2.5. SN29176 Shows Hypoxia Selectivity In Vitro and Is a Substrate for POR

Hypoxia cytotoxicity ratios (HCRs; aerobic IC50 values divided by anoxic IC50 values) for AKR1C3-negative and AKR1C3-positive cell lines were evaluated (Figure 4A,B). In the AKR1C3-positive cell lines SiHa and H460, HCRs for PR-104A were suppressed relative to SN29176 (10 vs. 28 and 7 vs. 24, respectively) whereas values were broadly similar across the AKR1C3-negative cell lines. Importantly, POR overexpression increases the hypoxia selectivity (HCR) of SN29176 (22 vs. 145) in HCT116 cells; a phenomenon also seen for PR-104A (36 vs. 319) in this AKR1C3-negative cellular background (Figure 4A,B).
To compare the extent of DNA damage induced by SN29176 and PR-104A, we examined the phosphorylation of the DNA histone variant H2AX (γH2AX) in HCT116 WT and POR-expressing cells by flow cytometry, using prodrug concentrations corresponding to anoxic HCT116 IC50 values. Under anoxia, both PR-104A and SN29176 induced γH2AX, with greater intensity in HCT116 POR cells (Figure 4C), which were readily inhibited by pre-incubation with the flavoenzyme inhibitor diphenyliodonium (DPI) (Figure 4C). The induction of γH2AX DNA foci following anoxic exposure of HCT116 POR cells was associated with loss of clonogenic potential and was consistently reversed by DPI (Supplementary Figure S2b). In contrast, no γH2AX induction was observed under aerobic conditions irrespective of POR expression or DPI pre-exposure, confirming the strict dependence on one-electron reduction by POR to elicit a DNA damage response (Supplementary Figure S3). To determine whether DNA damage induced by SN29176 or PR-104A under anoxia caused cell cycle arrest, C33A cells were stained with propidium iodide and analysed by flow cytometry (Figure 4D). At 24 h post treatment, both PR-104A and SN29176 arrested C33A cells in the G2/M phase, with the percentage of cells in the G2/M phase increasing from 26.32% (control) to 61.31% (post PR-104A treatment) and 56.76% (post SN29176 treatment). Collectively, these data indicate a shared mechanism of action for PR-104A and SN29176.

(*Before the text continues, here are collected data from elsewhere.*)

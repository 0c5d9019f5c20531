//! Sync scheduler: forced/periodic re-synchronization of all sources with
//! per-source rate limiting and an all-settle fan-out. One failing source
//! lands in `errors[]`, the rest keep going.

use chrono::{DateTime, Utc};
use futures::future::join_all;
use metrics::{counter, gauge};
use serde::{Deserialize, Serialize};
use std::collections::HashMap;
use std::sync::{Arc, Mutex};
use std::time::Instant;
use tokio::task::JoinHandle;

use crate::error::EngineResult;
use crate::fetch::ArticleFetcher;
use crate::model::Source;
use crate::sources::SourceRegistry;
use crate::store::SqliteStore;

/// Default per-source refresh interval when the caller does not pass one.
const DEFAULT_MAX_AGE_MINUTES: u64 = 30;

#[derive(Debug, Clone, Default, Deserialize)]
pub struct SyncOptions {
    /// Sync even when a source was refreshed within `max_age`.
    #[serde(default)]
    pub force: bool,
    /// Restrict the sync to these source names.
    #[serde(default)]
    pub sources: Option<Vec<String>>,
    /// Maximum age in minutes before a source is refreshed again.
    #[serde(default)]
    pub max_age: Option<u64>,
}

#[derive(Debug, Clone, Serialize, PartialEq, Eq)]
pub struct SyncResult {
    pub success: bool,
    pub sources_processed: usize,
    pub news_added: usize,
    pub errors: Vec<String>,
    pub duration_ms: u64,
}

#[derive(Debug, Clone, Serialize)]
pub struct SyncStatus {
    pub last_sync_times: HashMap<String, DateTime<Utc>>,
    pub total_sources: usize,
    pub active_sources: usize,
}

pub struct SyncService {
    store: SqliteStore,
    registry: Arc<SourceRegistry>,
    fetcher: Arc<dyn ArticleFetcher>,
    last_sync: Mutex<HashMap<String, DateTime<Utc>>>,
}

impl SyncService {
    pub fn new(
        store: SqliteStore,
        registry: Arc<SourceRegistry>,
        fetcher: Arc<dyn ArticleFetcher>,
    ) -> Self {
        Self {
            store,
            registry,
            fetcher,
            last_sync: Mutex::new(HashMap::new()),
        }
    }

    /// Run one sync pass. Eligible sources fetch and persist in parallel;
    /// every outcome is collected (all-settle), a failing source appends to
    /// `errors` without aborting its siblings, and `last_sync` advances only
    /// for sources that completed successfully.
    pub async fn sync_news(&self, options: SyncOptions) -> EngineResult<SyncResult> {
        let started = Instant::now();
        let now = Utc::now();
        let max_age_minutes = options.max_age.unwrap_or(DEFAULT_MAX_AGE_MINUTES);

        let mut sources = self.registry.active_sources().await?;
        if let Some(names) = &options.sources {
            sources.retain(|s| names.iter().any(|n| n == &s.name));
        }
        sources.retain(|s| options.force || self.is_due(&s.id, now, max_age_minutes));

        let outcomes = join_all(sources.iter().map(|s| self.sync_source(s))).await;

        let mut result = SyncResult {
            success: true,
            sources_processed: 0,
            news_added: 0,
            errors: Vec::new(),
            duration_ms: 0,
        };

        for (source, outcome) in sources.iter().zip(outcomes) {
            match outcome {
                Ok(added) => {
                    result.sources_processed += 1;
                    result.news_added += added;
                    self.mark_synced(&source.id, Utc::now());
                    let _ = self.store.touch_source(&source.id, Utc::now());
                    tracing::info!(source = %source.name, added, "source sync complete");
                }
                Err(e) => {
                    result.errors.push(format!("{}: {e}", source.name));
                    counter!("sync_source_errors_total").increment(1);
                    tracing::warn!(source = %source.name, error = %e, "source sync failed");
                }
            }
        }

        result.duration_ms = started.elapsed().as_millis() as u64;
        counter!("sync_runs_total").increment(1);
        gauge!("sync_last_run_ts").set(now.timestamp() as f64);
        tracing::info!(
            processed = result.sources_processed,
            added = result.news_added,
            errors = result.errors.len(),
            duration_ms = result.duration_ms,
            "sync pass complete"
        );
        Ok(result)
    }

    /// Last successful sync time per source plus registry counts.
    pub async fn sync_status(&self) -> EngineResult<SyncStatus> {
        let sources = self.registry.list_sources(false).await?;
        let active = sources.iter().filter(|s| s.is_active).count();
        let last_sync_times = self
            .last_sync
            .lock()
            .map(|m| m.clone())
            .unwrap_or_default();
        Ok(SyncStatus {
            last_sync_times,
            total_sources: sources.len(),
            active_sources: active,
        })
    }

    /// Retention cleanup passthrough. Failures are logged and reported as
    /// zero deletions, matching the scheduler's never-fatal posture.
    pub fn cleanup_old_data(&self, days_old: u32) -> u64 {
        match self.store.cleanup_older_than(days_old) {
            Ok(deleted) => {
                tracing::info!(days_old, deleted, "retention cleanup complete");
                deleted
            }
            Err(e) => {
                tracing::error!(days_old, error = %e, "retention cleanup failed");
                0
            }
        }
    }

    /// One immediate sync, then a fixed-interval loop until the handle is
    /// aborted at shutdown. Tick errors are logged, never fatal.
    pub fn start_periodic_sync(self: Arc<Self>, interval_minutes: u64) -> JoinHandle<()> {
        tracing::info!(interval_minutes, "starting periodic sync");
        tokio::spawn(async move {
            let mut ticker =
                tokio::time::interval(std::time::Duration::from_secs(interval_minutes * 60));
            loop {
                ticker.tick().await;
                if let Err(e) = self.sync_news(SyncOptions::default()).await {
                    tracing::error!(error = %e, "periodic sync failed");
                }
            }
        })
    }

    async fn sync_source(&self, source: &Source) -> Result<usize, String> {
        let items = self
            .fetcher
            .fetch(source)
            .await
            .map_err(|e| e.to_string())?;
        if items.is_empty() {
            tracing::debug!(source = %source.name, "no new content");
            return Ok(0);
        }
        let outcome = self
            .store
            .save_articles(&items)
            .map_err(|e| e.to_string())?;
        Ok(outcome.inserted)
    }

    fn is_due(&self, source_id: &str, now: DateTime<Utc>, max_age_minutes: u64) -> bool {
        let last = self
            .last_sync
            .lock()
            .ok()
            .and_then(|m| m.get(source_id).copied());
        match last {
            // Never synced before.
            None => true,
            Some(at) => now - at >= chrono::Duration::minutes(max_age_minutes as i64),
        }
    }

    fn mark_synced(&self, source_id: &str, at: DateTime<Utc>) {
        if let Ok(mut m) = self.last_sync.lock() {
            m.insert(source_id.to_string(), at);
        }
    }
}
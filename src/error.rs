use thiserror::Error;

#[derive(Error, Debug)]
pub enum EngineError {
    // Fetch errors — recovered locally inside the fan-out, never propagated
    // past a single source's fetch.
    #[error("source unreachable: {0}")]
    SourceUnreachable(String),

    #[error("unsupported source kind: {0}")]
    UnsupportedSourceKind(String),

    #[error("feed parsing failed: {0}")]
    FeedParse(String),

    // Request errors — surfaced to the caller.
    #[error("article not found: {0}")]
    ArticleNotFound(String),

    #[error("source not found: {0}")]
    SourceNotFound(String),

    #[error("invalid input: {0}")]
    InvalidInput(String),

    // Infrastructure errors.
    #[error("database error: {0}")]
    Persistence(#[from] rusqlite::Error),

    #[error("HTTP request failed: {0}")]
    Http(#[from] reqwest::Error),

    #[error("IO error: {0}")]
    Io(#[from] std::io::Error),
}

pub type EngineResult<T> = Result<T, EngineError>;
//! JSON news-API fetching (NewsAPI-style payloads: a top-level `articles`
//! array). Field names follow the common wire shape; anything missing is
//! tolerated.

use serde::Deserialize;

use crate::error::{EngineError, EngineResult};
use crate::fetch::{infer_tags, make_article_id, normalize_text};
use crate::model::{Article, Source};

#[derive(Debug, Deserialize)]
struct ApiResponse {
    #[serde(default)]
    articles: Vec<ApiArticle>,
}

#[derive(Debug, Deserialize)]
#[serde(rename_all = "camelCase")]
struct ApiArticle {
    title: Option<String>,
    description: Option<String>,
    content: Option<String>,
    url: Option<String>,
    published_at: Option<chrono::DateTime<chrono::Utc>>,
    #[serde(default)]
    tags: Vec<String>,
    url_to_image: Option<String>,
    author: Option<String>,
}

pub async fn fetch(http: &reqwest::Client, source: &Source) -> EngineResult<Vec<Article>> {
    let resp: ApiResponse = http
        .get(&source.url)
        .send()
        .await
        .map_err(|e| EngineError::SourceUnreachable(format!("{}: {e}", source.name)))?
        .json()
        .await
        .map_err(|e| EngineError::FeedParse(format!("{}: {e}", source.name)))?;

    let now = chrono::Utc::now();
    let mut out = Vec::with_capacity(resp.articles.len());
    for (idx, item) in resp.articles.into_iter().enumerate() {
        let title = normalize_text(item.title.as_deref().unwrap_or_default());
        let description = normalize_text(item.description.as_deref().unwrap_or_default());
        let url = item.url.unwrap_or_default();
        if title.is_empty() || url.is_empty() {
            continue;
        }

        let tags = if item.tags.is_empty() {
            infer_tags(&title, &description)
        } else {
            item.tags
        };

        out.push(Article {
            id: make_article_id(&source.id, idx),
            title,
            description,
            content: item.content,
            url,
            source_name: source.name.clone(),
            published_at: item.published_at.unwrap_or(now),
            category: source.category.clone(),
            tags,
            image_url: item.url_to_image,
            author: item.author.filter(|a| !a.trim().is_empty()),
        });
    }
    Ok(out)
}
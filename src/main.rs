//! Binary entrypoint: boots the Axum HTTP server, wiring the store, the
//! source registry, the aggregation/analysis services, metrics, and the
//! periodic sync scheduler.

use std::sync::Arc;

use tracing_subscriber::{fmt, prelude::*, EnvFilter};

use ai_news_aggregator::api;
use ai_news_aggregator::config::{load_sources_file, EngineConfig};
use ai_news_aggregator::metrics::Metrics;
use ai_news_aggregator::{build_state, SqliteStore};

fn init_tracing() {
    let filter = EnvFilter::try_from_default_env()
        .unwrap_or_else(|_| EnvFilter::new("ai_news_aggregator=info,warn"));
    tracing_subscriber::registry()
        .with(filter)
        .with(fmt::layer().compact())
        .init();
}

#[tokio::main]
async fn main() -> anyhow::Result<()> {
    // Load .env in local/dev; no-op in prod environments.
    let _ = dotenvy::dotenv();
    init_tracing();

    let cfg = EngineConfig::load()?;
    tracing::info!(db = %cfg.db_path, addr = %cfg.bind_addr, "starting ai-news-aggregator");

    if let Some(parent) = std::path::Path::new(&cfg.db_path).parent() {
        std::fs::create_dir_all(parent)?;
    }
    let store = SqliteStore::open(&cfg.db_path)?;

    let state = build_state(store.clone());

    // Seed the registry up front and layer any configured sources on top.
    state.registry.list_sources(false).await?;
    if let Some(path) = &cfg.sources_path {
        for source in load_sources_file(path)? {
            store.upsert_source_by_name(&source)?;
        }
    }

    let metrics = Metrics::init();
    let router = api::create_router(state.clone()).merge(metrics.router());

    let sync_handle = cfg
        .sync_interval_minutes
        .map(|minutes| Arc::clone(&state.sync).start_periodic_sync(minutes));

    let listener = tokio::net::TcpListener::bind(&cfg.bind_addr).await?;
    axum::serve(listener, router)
        .with_graceful_shutdown(async {
            let _ = tokio::signal::ctrl_c().await;
            tracing::info!("shutdown signal received");
        })
        .await?;

    if let Some(handle) = sync_handle {
        handle.abort();
    }
    Ok(())
}
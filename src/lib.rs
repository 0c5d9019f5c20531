// src/lib.rs
// Public library surface for integration tests (and potential reuse).

pub mod aggregator;
pub mod analyze;
pub mod api;
pub mod config;
pub mod error;
pub mod fetch;
pub mod metrics;
pub mod model;
pub mod sources;
pub mod store;
pub mod sync;

// ---- Re-exports for stable public API ----
pub use crate::aggregator::{Aggregator, SearchFilters};
pub use crate::analyze::ai_adapter;
pub use crate::analyze::Analyzer;
pub use crate::api::{create_router, AppState};
pub use crate::error::{EngineError, EngineResult};
pub use crate::fetch::{ArticleFetcher, HttpFetcher};
pub use crate::model::{Article, Source, SourceKind, Summary, Timeframe, TrendReport};
pub use crate::sources::SourceRegistry;
pub use crate::store::SqliteStore;
pub use crate::sync::{SyncOptions, SyncResult, SyncService};

use std::sync::Arc;

/// Wire the full application state on top of a store. The summarization
/// capability is resolved from the environment; tests usually build their own
/// `AppState` with stub fetchers instead.
pub fn build_state(store: SqliteStore) -> AppState {
    let registry = Arc::new(SourceRegistry::new(store.clone()));
    let fetcher: Arc<dyn ArticleFetcher> = Arc::new(HttpFetcher::new());
    let aggregator = Arc::new(Aggregator::new(
        store.clone(),
        registry.clone(),
        fetcher.clone(),
    ));
    let analyzer = Arc::new(Analyzer::new(
        store.clone(),
        aggregator.clone(),
        ai_adapter::build_client_from_env(),
    ));
    let sync = Arc::new(SyncService::new(store.clone(), registry.clone(), fetcher));
    AppState {
        aggregator,
        analyzer,
        sync,
        registry,
        store,
    }
}
// tests/store_dedup.rs
// Dedup idempotence and retention cleanup against a real (in-memory) store.

use ai_news_aggregator::{Article, SqliteStore};
use chrono::{Duration, Utc};

fn mk(url: &str, days_ago: i64) -> Article {
    Article {
        id: format!("id-{}", url.rsplit('/').next().unwrap()),
        title: format!("Title {url}"),
        description: "Body text.".into(),
        content: None,
        url: url.to_string(),
        source_name: "TechCrunch AI".into(),
        published_at: Utc::now() - Duration::days(days_ago),
        category: "general".into(),
        tags: vec!["ai".into()],
        image_url: None,
        author: None,
    }
}

#[test]
fn same_url_saved_twice_yields_one_row() {
    let store = SqliteStore::in_memory().unwrap();
    let article = mk("https://example.com/story", 0);

    store.save_articles(std::slice::from_ref(&article)).unwrap();
    let outcome = store.save_articles(&[article]).unwrap();

    assert_eq!(outcome.inserted, 0);
    assert_eq!(outcome.skipped, 1);
    assert_eq!(store.count_articles().unwrap(), 1);
}

#[test]
fn five_items_three_distinct_urls_yields_three_rows() {
    let store = SqliteStore::in_memory().unwrap();
    let items = vec![
        mk("https://example.com/a", 0),
        mk("https://example.com/b", 0),
        mk("https://example.com/a", 1),
        mk("https://example.com/c", 2),
        mk("https://example.com/b", 3),
    ];
    let outcome = store.save_articles(&items).unwrap();
    assert_eq!(outcome.inserted, 3);
    assert_eq!(outcome.skipped, 2);
    assert_eq!(store.count_articles().unwrap(), 3);
}

#[test]
fn first_write_wins_on_url_conflict() {
    let store = SqliteStore::in_memory().unwrap();
    let original = mk("https://example.com/story", 0);
    let mut rewrite = mk("https://example.com/story", 0);
    rewrite.title = "Rewritten title".into();

    store.save_articles(&[original.clone()]).unwrap();
    store.save_articles(&[rewrite]).unwrap();

    let latest = store.get_latest(10, None).unwrap();
    assert_eq!(latest[0].title, original.title);
}

#[test]
fn cleanup_one_day_deletes_exactly_the_stale_article() {
    let store = SqliteStore::in_memory().unwrap();
    store
        .save_articles(&[
            mk("https://example.com/fresh", 0),
            mk("https://example.com/stale", 2),
        ])
        .unwrap();

    let deleted = store.cleanup_older_than(1).unwrap();
    assert_eq!(deleted, 1);

    let remaining = store.get_latest(10, None).unwrap();
    assert_eq!(remaining.len(), 1);
    assert_eq!(remaining[0].url, "https://example.com/fresh");
}

#[test]
fn category_and_source_reads_filter_correctly() {
    let store = SqliteStore::in_memory().unwrap();
    let mut research = mk("https://example.com/r", 0);
    research.category = "research".into();
    let mut other_source = mk("https://example.com/v", 0);
    other_source.source_name = "The Verge AI".into();
    store
        .save_articles(&[mk("https://example.com/g", 0), research, other_source])
        .unwrap();

    assert_eq!(store.get_by_category("research", 10).unwrap().len(), 1);
    assert_eq!(store.get_by_source("The Verge AI", 10).unwrap().len(), 1);
    assert_eq!(store.get_by_source("TechCrunch AI", 10).unwrap().len(), 2);
}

2.6. SN35141, the Phosphate Pre-Prodrug of SN29176, Is Active in Human Tumour Xenografts

To develop a mixed clonal cell line exhibiting strong POR expression for use in tumour xenograft models, we initially overexpressed full-length POR (FL POR), but this resulted in micro-heterogenous staining intensity in xenografts (Figure 5A). To address this problem, we removed the N-terminal ER localisation signal to generate a soluble, cytosolic POR variant (sPOR), thereby facilitating a more homogeneous expression (Figure 5A). Individual HCT116 sPOR clones were isolated, and those with high POR activity were identified by cytochrome C reduction assay (Supplementary Figure S4A). Seven clones were evaluated in vivo, three of which (#2, #6 and #12) showed homogenous sPOR expression and high ex vivo POR activity (Supplementary Figure S4B,C). Of the three clones, #6 exhibited the greatest ex vivo plating efficiency (Figure S5A), strong and homogeneous POR expression when compared to heterogeneous expression in FL POR xenografts (Figure 5A and Supplementary Figure S5B) and high levels of POR activity (Figure 5B). Ex vivo populations of HCT116 sPOR#6 were therefore used for subsequent in vivo experiments.
Initially, the maximum tolerated dose (MTD) of SN35141 was defined in nude mice. A single dose of 1770 µmol/kg (ip) was well tolerated with no evidence of morbidity or mortality accompanied by a minimal body weight loss (BWL) nadir of −2.7% ± 1.9%, n = 7 mice (MTD defined as <−15% average BWL). Next, we compared the efficacy of SN35141 (1330 µmol/kg) against PR-104 (380 µmol/kg, HED) or TPZ (178 µmol/kg, MTD) in combination with ionising radiation (10 Gy) in HCT116 xenografts (Figure 5C). SN35141 showed comparable activity to PR-104 or TPZ in this model. The observed cell kill post radiation (of the radiation-resistant anoxic cell population) in HCT116 WT xenografts was in the range of 1.36–1.62 log cell kill for all prodrugs. However, increases in post-radiation log cell kill were observed in the isogenic xenograft model overexpressing POR, ranging from 1.84–2.18 log cell kill. Log cell kill was greatest for SN35141 in both models at the doses tested. We then evaluated the activity of SN35141 versus PR-104 in SiHa xenografts (Figure 5D). PR-104 was dosed at 380, 259 and 138 µmol/kg (corresponding to HEDs of 1100 mg/m2, 675 mg/m2 and 270 mg/m2, respectively), whilst SN35141 was dosed at 75% ofMTD (1330 µmol/kg). The greatest single agent activity was observed for PR-104, probably due to aerobic activation of PR-104A by AKR1C3 in SiHa cells (Figure 3D). However, when the prodrug was administered in combination with 10 Gy radiation, SN35141 exhibited superior hypoxic cell kill compared to PR-104, with 5/10 tumours showing cell kill beyond the limit of detection (<1 viable clonogen per 300,000 cells).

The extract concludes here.